Task directions: Below is a listing. Set down exactly the lines from the one containing "let client = FeedbackClient::new(&cli.url)?;" through the one containing "pub struct RequestSpan;", both ends included, and leave out the rest.

Raw data:
++++++++++++++++++++

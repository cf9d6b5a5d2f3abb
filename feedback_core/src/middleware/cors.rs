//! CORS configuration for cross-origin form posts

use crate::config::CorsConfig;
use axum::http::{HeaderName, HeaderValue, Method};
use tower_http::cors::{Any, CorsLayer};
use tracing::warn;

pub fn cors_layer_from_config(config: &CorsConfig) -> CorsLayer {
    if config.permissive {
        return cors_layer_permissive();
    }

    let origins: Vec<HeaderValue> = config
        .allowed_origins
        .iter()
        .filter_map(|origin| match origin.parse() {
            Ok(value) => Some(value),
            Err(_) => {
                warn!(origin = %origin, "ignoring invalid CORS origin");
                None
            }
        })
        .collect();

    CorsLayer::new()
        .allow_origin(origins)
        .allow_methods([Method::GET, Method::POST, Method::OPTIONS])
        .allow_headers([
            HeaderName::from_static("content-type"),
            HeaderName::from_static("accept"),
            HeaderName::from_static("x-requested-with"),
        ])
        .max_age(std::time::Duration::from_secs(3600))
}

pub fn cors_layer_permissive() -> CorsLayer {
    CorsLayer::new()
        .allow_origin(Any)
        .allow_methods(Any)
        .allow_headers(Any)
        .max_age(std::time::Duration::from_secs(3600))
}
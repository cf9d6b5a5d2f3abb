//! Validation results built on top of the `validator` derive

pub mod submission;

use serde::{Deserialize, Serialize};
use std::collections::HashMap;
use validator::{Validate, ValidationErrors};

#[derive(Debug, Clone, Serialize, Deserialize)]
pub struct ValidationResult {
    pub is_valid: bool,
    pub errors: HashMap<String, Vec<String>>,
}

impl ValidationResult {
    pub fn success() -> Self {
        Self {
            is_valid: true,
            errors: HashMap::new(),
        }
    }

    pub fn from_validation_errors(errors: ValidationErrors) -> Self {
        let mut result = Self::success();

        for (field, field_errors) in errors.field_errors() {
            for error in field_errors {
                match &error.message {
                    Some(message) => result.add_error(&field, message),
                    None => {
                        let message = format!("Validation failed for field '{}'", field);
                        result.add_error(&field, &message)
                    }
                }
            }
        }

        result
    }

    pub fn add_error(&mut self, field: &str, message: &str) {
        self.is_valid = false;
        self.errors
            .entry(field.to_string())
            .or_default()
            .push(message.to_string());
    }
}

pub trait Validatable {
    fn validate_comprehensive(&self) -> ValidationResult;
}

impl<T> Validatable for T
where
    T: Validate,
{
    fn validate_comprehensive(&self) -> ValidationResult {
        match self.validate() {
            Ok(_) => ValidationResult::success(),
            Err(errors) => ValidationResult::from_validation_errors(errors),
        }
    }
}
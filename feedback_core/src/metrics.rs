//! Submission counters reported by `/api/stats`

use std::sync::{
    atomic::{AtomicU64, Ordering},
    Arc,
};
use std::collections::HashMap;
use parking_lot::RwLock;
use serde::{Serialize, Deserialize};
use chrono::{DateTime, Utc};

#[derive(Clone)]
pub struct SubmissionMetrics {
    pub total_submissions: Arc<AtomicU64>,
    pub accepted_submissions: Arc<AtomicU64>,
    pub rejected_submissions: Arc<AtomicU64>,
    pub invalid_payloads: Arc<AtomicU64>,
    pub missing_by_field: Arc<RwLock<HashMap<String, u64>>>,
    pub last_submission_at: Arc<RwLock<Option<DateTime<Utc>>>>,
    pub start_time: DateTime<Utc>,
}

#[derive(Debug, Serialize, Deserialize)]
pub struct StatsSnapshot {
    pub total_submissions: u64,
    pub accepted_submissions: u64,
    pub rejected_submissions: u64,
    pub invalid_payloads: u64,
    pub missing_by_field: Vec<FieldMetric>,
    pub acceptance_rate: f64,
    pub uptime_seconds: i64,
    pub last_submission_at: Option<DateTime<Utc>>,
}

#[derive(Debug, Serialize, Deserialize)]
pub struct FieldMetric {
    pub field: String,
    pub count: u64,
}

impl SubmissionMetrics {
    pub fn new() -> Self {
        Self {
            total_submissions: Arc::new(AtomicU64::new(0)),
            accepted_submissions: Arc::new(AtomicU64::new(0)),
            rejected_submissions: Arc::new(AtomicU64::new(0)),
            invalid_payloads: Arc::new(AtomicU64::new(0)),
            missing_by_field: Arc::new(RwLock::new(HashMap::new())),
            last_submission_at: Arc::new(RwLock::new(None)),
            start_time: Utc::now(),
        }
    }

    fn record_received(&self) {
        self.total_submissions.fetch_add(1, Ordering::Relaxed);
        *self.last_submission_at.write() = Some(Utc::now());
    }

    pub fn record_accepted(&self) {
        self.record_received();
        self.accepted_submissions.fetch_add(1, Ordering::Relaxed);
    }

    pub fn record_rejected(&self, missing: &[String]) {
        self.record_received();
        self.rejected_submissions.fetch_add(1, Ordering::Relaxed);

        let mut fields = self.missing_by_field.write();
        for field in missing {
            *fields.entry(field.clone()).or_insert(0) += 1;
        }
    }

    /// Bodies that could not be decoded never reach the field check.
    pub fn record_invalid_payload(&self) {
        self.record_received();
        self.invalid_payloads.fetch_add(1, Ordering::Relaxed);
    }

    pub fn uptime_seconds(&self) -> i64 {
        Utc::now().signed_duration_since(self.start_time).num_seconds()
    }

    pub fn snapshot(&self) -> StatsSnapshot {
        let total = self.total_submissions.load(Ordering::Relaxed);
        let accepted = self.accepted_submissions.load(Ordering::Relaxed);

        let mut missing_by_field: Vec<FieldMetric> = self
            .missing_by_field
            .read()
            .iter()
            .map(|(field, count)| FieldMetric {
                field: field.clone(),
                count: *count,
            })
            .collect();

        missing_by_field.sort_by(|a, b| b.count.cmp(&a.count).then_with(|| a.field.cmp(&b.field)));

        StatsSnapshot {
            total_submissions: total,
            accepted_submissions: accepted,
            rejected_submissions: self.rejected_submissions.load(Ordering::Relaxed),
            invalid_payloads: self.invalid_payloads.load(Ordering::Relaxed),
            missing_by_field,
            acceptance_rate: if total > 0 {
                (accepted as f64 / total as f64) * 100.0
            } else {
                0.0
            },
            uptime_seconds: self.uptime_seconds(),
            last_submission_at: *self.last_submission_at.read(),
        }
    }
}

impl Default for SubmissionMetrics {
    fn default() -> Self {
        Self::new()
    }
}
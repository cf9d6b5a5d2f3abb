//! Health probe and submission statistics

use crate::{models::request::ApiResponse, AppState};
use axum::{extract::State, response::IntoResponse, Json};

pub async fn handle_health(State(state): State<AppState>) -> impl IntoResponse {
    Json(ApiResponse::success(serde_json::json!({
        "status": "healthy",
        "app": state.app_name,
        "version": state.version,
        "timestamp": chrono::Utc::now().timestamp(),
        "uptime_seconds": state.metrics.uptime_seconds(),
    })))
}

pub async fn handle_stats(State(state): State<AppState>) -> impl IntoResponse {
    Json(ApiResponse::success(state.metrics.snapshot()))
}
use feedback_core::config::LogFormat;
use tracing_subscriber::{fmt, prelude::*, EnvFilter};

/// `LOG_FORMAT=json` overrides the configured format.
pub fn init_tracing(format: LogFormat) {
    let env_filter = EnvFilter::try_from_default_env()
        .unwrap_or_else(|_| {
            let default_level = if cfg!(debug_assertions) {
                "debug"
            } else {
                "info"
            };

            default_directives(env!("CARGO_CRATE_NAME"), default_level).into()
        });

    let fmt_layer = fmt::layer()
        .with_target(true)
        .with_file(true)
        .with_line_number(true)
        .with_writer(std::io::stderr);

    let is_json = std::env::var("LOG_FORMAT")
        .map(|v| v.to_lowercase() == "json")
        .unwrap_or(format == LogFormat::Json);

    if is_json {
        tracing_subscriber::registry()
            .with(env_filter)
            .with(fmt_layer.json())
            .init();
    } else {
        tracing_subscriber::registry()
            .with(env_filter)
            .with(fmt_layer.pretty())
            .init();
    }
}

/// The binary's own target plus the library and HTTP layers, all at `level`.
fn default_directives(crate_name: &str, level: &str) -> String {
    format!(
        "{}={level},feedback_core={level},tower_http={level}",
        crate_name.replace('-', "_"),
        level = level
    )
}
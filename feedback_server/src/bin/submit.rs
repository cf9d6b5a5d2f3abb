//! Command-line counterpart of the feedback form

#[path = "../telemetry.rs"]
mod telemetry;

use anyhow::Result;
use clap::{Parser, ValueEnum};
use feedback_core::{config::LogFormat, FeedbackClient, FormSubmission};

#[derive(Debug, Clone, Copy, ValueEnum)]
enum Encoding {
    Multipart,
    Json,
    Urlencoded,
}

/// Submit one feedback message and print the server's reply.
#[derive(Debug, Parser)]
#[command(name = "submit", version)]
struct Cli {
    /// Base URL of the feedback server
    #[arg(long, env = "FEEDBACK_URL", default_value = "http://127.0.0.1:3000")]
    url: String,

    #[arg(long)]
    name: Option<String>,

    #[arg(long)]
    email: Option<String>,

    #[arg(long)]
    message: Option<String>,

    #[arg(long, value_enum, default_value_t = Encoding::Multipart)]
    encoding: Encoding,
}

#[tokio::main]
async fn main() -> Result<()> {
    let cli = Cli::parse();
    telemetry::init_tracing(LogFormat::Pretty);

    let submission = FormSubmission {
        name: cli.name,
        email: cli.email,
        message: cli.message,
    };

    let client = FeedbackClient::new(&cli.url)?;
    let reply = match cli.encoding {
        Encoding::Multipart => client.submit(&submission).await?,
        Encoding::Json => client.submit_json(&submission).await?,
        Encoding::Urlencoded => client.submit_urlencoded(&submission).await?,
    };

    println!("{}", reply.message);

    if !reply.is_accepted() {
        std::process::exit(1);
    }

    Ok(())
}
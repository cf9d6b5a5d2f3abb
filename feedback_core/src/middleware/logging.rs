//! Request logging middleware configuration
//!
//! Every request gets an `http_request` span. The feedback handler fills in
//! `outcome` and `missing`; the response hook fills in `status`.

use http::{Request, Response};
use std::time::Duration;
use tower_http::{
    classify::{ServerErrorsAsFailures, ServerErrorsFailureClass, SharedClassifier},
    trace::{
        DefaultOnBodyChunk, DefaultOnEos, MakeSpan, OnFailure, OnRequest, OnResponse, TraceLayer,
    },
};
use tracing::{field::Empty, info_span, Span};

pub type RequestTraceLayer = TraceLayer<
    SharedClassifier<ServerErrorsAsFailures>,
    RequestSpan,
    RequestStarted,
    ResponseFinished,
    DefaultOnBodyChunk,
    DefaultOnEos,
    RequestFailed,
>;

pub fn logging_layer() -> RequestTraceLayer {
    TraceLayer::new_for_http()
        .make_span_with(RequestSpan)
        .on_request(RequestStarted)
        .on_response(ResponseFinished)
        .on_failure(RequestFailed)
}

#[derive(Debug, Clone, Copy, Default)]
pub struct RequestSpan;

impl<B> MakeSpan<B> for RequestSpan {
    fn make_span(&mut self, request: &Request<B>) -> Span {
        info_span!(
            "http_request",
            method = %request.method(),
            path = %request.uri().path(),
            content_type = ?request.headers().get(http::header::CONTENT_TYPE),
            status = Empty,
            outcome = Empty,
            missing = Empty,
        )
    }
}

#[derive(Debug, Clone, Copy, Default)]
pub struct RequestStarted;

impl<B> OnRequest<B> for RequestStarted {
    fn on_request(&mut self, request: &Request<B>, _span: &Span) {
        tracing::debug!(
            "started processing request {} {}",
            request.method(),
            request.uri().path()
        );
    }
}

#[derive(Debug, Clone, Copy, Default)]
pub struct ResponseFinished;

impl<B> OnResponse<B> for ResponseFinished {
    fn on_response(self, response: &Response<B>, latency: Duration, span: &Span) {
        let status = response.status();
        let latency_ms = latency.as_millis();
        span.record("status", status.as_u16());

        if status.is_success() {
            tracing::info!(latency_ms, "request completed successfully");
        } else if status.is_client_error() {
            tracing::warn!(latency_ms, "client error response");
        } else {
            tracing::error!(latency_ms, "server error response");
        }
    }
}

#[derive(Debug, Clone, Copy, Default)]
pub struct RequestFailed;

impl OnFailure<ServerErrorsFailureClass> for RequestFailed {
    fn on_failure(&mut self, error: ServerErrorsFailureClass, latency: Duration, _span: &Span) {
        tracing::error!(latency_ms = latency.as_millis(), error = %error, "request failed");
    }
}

++++++++++++++++++++

Result for this exercise:
    let client = FeedbackClient::new(&cli.url)?;
    let reply = match cli.encoding {
        Encoding::Multipart => client.submit(&submission).await?,
        Encoding::Json => client.submit_json(&submission).await?,
        Encoding::Urlencoded => client.submit_urlencoded(&submission).await?,
    };

    println!("{}", reply.message);

    if !reply.is_accepted() {
        std::process::exit(1);
    }

    Ok(())
}
repository cf9d6b5a5d2f3abb
filename feedback_core/src/middleware/logging.rs
//! Request logging middleware configuration
//!
//! Every request gets an `http_request` span. The feedback handler fills in
//! `outcome` and `missing`; the response hook fills in `status`.

use http::{Request, Response};
use std::time::Duration;
use tower_http::{
    classify::{ServerErrorsAsFailures, ServerErrorsFailureClass, SharedClassifier},
    trace::{
        DefaultOnBodyChunk, DefaultOnEos, MakeSpan, OnFailure, OnRequest, OnResponse, TraceLayer,
    },
};
use tracing::{field::Empty, info_span, Span};

pub type RequestTraceLayer = TraceLayer<
    SharedClassifier<ServerErrorsAsFailures>,
    RequestSpan,
    RequestStarted,
    ResponseFinished,
    DefaultOnBodyChunk,
    DefaultOnEos,
    RequestFailed,
>;

pub fn logging_layer() -> RequestTraceLayer {
    TraceLayer::new_for_http()
        .make_span_with(RequestSpan)
        .on_request(RequestStarted)
        .on_response(ResponseFinished)
        .on_failure(RequestFailed)
}

#[derive(Debug, Clone, Copy, Default)]
pub struct RequestSpan;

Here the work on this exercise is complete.